## WORK REQUIRED
Gather all lines in the entries that include the word "true".

## DATASET EXTRACT
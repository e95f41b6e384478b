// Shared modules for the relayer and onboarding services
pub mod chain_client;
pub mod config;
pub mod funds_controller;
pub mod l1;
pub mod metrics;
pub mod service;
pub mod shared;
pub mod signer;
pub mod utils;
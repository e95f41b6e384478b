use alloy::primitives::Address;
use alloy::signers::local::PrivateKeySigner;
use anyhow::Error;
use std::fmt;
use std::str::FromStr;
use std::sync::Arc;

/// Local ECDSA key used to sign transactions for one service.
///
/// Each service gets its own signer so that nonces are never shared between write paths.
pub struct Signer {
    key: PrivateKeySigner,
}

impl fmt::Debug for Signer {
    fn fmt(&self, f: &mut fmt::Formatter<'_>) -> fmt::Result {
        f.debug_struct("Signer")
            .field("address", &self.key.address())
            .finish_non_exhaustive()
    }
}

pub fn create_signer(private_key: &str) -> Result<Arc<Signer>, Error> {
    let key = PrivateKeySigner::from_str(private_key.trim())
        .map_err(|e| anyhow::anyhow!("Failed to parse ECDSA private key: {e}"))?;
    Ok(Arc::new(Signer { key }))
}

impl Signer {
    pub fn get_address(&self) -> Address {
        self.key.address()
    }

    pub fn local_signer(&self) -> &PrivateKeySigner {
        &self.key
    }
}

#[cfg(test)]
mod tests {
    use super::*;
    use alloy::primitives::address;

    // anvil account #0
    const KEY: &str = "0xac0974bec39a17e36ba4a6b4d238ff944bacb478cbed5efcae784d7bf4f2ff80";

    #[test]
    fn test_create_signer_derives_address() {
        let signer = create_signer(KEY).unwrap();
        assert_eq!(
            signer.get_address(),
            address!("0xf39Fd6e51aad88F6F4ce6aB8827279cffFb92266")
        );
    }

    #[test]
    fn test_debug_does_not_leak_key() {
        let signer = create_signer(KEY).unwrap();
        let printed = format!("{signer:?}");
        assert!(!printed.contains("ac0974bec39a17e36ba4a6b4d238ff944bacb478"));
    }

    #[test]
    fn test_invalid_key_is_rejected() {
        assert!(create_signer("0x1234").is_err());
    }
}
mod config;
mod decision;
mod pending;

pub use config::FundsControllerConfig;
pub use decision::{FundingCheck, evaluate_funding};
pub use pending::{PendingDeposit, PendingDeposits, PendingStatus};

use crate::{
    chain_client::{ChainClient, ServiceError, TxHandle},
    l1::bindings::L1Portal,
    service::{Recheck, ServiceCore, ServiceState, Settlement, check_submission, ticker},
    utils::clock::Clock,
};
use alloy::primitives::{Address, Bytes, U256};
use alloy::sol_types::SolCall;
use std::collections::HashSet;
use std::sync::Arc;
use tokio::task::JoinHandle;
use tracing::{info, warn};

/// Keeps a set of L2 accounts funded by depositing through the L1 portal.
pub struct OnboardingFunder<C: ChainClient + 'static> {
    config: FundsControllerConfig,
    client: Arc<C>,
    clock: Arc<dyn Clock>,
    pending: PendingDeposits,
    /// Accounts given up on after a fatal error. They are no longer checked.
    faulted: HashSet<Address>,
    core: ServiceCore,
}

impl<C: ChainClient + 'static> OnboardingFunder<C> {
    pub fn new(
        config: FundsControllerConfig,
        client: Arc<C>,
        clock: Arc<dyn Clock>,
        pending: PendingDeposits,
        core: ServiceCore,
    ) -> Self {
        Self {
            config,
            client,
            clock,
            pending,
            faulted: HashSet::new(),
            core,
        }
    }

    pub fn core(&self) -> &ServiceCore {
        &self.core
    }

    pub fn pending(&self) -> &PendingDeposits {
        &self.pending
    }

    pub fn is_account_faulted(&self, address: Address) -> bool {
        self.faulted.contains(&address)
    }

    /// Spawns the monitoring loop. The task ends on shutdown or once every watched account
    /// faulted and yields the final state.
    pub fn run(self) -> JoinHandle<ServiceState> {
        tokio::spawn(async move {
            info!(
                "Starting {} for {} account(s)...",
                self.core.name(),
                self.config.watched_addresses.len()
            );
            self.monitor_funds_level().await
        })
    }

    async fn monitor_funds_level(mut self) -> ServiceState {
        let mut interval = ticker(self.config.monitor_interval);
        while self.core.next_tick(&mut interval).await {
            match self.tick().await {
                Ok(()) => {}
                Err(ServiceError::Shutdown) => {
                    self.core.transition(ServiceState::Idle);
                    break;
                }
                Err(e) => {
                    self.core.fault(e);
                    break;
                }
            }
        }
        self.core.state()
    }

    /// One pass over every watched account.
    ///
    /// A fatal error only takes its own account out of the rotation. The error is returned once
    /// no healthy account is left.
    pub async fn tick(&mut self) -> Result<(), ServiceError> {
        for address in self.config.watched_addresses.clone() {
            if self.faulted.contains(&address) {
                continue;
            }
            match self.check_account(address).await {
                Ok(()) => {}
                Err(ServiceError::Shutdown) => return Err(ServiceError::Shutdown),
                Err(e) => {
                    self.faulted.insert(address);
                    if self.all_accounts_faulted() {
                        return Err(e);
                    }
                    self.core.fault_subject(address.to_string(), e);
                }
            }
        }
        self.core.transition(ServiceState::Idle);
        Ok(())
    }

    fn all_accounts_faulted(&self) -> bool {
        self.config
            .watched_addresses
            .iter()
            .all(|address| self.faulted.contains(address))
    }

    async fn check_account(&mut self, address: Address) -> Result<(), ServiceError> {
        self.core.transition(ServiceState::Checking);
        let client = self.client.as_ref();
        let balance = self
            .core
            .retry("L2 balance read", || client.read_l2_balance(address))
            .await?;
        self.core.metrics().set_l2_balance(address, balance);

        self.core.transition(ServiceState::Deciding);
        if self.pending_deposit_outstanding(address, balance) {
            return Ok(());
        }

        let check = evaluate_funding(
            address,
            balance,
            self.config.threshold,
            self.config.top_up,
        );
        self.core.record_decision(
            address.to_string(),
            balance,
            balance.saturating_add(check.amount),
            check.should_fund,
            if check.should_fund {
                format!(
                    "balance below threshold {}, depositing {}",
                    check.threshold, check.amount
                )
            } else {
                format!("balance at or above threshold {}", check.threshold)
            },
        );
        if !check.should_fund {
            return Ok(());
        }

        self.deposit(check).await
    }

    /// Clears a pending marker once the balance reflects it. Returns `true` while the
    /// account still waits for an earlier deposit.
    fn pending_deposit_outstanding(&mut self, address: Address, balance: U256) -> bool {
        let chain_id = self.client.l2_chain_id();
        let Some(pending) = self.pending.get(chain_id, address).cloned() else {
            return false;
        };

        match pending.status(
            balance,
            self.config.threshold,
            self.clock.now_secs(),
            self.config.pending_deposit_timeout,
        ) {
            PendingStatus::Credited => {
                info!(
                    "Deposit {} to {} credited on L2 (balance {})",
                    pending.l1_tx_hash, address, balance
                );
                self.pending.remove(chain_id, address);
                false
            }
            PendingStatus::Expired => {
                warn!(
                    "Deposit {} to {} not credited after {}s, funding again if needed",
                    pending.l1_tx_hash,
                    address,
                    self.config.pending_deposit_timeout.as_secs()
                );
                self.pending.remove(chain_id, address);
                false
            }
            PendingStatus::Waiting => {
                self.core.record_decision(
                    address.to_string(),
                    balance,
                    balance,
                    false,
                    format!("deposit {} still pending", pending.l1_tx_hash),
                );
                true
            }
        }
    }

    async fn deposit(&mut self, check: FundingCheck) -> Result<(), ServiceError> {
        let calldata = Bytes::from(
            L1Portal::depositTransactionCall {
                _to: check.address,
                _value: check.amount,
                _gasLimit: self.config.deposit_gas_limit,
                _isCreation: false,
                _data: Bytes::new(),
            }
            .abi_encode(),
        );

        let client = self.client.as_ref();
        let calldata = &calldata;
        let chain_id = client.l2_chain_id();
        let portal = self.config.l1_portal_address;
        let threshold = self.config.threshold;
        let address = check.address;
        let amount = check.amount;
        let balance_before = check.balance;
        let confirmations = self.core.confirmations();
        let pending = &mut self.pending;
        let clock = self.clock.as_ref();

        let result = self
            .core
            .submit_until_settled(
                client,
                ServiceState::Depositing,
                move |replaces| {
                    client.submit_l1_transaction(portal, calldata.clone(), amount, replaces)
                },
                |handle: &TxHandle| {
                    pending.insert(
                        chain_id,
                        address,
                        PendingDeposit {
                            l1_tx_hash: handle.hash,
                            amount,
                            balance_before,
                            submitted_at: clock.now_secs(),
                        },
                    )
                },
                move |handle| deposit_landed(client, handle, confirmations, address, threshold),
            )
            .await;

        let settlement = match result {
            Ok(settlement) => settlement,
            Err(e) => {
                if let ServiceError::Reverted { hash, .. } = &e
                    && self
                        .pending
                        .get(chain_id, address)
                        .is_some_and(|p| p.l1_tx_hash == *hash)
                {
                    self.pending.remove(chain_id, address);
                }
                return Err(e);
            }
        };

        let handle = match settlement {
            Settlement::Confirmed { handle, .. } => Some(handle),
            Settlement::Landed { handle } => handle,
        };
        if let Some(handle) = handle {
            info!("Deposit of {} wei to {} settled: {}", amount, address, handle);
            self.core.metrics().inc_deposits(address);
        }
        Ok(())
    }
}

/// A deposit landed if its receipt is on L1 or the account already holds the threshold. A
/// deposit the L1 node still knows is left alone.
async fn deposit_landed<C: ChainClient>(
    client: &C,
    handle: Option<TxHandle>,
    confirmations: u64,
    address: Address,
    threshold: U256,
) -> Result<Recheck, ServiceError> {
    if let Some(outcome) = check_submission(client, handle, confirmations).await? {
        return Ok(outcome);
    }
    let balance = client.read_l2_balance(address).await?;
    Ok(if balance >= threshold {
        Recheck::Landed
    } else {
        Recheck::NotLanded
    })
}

==

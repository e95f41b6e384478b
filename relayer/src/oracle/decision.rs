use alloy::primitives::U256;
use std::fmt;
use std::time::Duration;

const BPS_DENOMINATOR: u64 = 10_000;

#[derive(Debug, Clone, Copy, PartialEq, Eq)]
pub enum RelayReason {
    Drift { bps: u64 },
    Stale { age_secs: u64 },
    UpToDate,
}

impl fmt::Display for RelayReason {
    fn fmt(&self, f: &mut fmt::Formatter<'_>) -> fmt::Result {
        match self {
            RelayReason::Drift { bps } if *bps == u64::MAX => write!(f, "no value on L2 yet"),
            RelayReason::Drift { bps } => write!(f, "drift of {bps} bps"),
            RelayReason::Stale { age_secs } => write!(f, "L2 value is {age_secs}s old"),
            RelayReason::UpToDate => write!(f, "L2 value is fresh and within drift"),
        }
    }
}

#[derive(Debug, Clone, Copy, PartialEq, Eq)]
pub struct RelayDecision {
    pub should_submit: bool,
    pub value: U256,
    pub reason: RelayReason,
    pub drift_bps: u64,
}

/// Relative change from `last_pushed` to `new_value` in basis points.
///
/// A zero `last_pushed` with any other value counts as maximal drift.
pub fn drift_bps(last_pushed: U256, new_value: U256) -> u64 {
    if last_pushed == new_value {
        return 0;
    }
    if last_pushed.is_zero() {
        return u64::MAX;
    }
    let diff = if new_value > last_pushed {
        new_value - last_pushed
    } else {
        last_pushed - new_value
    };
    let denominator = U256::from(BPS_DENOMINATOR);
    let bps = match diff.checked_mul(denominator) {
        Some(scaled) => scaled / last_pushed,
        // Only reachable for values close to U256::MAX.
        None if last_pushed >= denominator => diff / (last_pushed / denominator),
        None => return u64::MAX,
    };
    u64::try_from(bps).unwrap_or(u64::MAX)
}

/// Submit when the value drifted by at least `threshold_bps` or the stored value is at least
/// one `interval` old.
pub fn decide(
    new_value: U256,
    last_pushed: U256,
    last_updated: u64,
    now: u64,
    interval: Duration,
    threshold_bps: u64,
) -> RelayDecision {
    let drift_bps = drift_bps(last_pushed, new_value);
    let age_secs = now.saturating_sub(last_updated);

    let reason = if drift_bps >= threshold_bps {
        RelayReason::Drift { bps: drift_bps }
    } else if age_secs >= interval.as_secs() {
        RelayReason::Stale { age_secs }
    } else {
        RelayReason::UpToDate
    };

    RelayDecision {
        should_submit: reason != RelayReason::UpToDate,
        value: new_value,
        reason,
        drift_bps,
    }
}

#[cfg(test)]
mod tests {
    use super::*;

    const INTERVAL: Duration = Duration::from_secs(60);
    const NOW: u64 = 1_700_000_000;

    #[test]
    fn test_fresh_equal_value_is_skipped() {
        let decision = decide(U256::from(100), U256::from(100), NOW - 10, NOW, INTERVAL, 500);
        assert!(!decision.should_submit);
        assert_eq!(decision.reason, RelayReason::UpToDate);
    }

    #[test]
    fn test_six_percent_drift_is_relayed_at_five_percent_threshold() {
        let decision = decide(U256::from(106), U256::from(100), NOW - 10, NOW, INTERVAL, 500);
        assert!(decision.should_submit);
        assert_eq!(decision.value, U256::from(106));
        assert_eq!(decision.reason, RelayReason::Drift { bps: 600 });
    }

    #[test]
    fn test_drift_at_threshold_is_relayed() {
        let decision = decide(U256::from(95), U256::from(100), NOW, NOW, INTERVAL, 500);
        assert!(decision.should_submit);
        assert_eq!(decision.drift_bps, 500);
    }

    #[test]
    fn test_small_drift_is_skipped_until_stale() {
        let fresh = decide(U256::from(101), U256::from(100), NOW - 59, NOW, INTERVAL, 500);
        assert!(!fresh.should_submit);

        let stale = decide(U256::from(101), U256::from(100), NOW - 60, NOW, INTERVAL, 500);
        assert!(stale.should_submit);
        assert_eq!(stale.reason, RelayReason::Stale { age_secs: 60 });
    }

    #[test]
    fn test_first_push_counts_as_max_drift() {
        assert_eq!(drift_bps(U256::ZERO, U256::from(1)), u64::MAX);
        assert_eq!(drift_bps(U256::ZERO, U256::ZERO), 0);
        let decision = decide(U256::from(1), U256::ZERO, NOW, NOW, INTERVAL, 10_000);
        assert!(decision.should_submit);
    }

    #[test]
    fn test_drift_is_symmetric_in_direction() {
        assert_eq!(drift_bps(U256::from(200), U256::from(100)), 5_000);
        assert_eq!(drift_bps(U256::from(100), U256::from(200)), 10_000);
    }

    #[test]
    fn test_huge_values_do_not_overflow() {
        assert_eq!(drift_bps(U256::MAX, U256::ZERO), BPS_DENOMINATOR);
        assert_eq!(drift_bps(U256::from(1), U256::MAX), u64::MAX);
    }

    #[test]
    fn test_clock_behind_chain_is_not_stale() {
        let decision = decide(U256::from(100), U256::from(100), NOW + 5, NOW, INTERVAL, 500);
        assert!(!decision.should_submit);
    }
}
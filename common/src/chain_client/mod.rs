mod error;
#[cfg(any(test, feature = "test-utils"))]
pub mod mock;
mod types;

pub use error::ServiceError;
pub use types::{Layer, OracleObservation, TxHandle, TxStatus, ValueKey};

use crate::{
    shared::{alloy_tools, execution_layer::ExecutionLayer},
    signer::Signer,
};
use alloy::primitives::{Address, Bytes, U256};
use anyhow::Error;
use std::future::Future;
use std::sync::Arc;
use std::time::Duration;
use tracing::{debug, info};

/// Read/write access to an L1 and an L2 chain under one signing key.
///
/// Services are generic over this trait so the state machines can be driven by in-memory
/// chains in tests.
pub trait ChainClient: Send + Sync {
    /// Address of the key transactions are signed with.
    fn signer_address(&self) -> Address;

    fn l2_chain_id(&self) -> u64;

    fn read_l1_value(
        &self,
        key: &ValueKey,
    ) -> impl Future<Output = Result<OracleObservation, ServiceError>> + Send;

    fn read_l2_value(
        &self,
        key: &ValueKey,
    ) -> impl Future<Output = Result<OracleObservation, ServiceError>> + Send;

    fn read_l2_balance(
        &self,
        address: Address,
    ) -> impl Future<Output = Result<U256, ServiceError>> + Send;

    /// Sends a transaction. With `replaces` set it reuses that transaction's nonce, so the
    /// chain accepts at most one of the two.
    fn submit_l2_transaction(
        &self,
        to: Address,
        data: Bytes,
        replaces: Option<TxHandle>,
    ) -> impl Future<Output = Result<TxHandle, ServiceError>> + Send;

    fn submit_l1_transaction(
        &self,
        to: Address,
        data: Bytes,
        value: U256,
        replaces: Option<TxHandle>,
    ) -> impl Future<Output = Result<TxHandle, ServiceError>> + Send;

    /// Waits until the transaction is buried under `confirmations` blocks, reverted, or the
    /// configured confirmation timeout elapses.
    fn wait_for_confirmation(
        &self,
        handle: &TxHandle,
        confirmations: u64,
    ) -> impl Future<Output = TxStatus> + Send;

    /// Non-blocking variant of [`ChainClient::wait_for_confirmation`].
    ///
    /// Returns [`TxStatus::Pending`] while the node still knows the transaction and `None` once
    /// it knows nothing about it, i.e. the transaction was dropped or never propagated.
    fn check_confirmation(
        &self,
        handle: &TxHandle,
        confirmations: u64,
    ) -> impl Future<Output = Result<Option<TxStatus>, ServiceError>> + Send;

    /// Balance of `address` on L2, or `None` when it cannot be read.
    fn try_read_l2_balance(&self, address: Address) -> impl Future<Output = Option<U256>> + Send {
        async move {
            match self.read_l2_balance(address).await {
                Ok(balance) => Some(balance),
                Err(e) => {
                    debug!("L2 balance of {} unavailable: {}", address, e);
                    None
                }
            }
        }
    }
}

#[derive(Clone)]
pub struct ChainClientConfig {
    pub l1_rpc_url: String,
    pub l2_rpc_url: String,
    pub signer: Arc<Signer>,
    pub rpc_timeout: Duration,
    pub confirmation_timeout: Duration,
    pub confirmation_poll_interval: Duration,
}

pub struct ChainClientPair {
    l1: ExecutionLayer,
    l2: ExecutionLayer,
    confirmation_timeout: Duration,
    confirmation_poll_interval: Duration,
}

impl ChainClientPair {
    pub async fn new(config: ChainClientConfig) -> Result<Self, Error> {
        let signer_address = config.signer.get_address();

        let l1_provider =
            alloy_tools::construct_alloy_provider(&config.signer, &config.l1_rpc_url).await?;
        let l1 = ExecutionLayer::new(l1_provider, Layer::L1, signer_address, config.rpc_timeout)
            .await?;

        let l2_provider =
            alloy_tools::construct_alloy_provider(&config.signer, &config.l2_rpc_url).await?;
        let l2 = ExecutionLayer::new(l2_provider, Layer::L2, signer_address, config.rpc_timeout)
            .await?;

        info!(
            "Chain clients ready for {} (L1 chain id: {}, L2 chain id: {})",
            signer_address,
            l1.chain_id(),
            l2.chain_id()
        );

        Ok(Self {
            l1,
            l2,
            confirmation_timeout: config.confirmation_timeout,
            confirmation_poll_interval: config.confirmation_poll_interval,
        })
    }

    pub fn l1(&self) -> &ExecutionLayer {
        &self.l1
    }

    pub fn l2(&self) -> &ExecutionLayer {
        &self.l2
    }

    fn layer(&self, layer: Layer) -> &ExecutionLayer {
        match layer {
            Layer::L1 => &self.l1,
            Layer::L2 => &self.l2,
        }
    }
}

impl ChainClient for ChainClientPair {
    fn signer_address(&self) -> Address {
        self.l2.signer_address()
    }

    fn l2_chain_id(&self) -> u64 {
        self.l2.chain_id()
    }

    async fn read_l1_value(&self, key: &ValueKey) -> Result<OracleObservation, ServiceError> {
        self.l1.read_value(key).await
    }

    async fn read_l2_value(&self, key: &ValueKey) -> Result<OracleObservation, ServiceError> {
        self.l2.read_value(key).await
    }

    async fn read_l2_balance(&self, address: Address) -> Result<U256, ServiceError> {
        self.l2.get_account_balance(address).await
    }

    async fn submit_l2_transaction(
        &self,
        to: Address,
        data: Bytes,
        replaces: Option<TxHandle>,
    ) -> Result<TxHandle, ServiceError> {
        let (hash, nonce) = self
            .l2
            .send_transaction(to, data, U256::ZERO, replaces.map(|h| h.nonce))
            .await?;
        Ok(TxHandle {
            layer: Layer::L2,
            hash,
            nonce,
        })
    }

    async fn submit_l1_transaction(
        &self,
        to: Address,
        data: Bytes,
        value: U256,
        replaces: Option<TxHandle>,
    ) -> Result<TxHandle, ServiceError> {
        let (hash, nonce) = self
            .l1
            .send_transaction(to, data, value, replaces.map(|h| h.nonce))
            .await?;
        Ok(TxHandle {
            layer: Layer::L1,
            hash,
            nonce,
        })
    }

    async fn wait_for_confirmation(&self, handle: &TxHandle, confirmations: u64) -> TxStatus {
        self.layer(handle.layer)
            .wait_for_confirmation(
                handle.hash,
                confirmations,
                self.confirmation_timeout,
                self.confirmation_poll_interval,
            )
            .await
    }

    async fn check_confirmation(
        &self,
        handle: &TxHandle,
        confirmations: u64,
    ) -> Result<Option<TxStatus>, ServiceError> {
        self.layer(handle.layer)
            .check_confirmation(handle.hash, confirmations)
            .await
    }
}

## ANSWER FOR THIS EXERCISE
    /// Clears a pending marker once the balance reflects it. Returns `true` while the
                true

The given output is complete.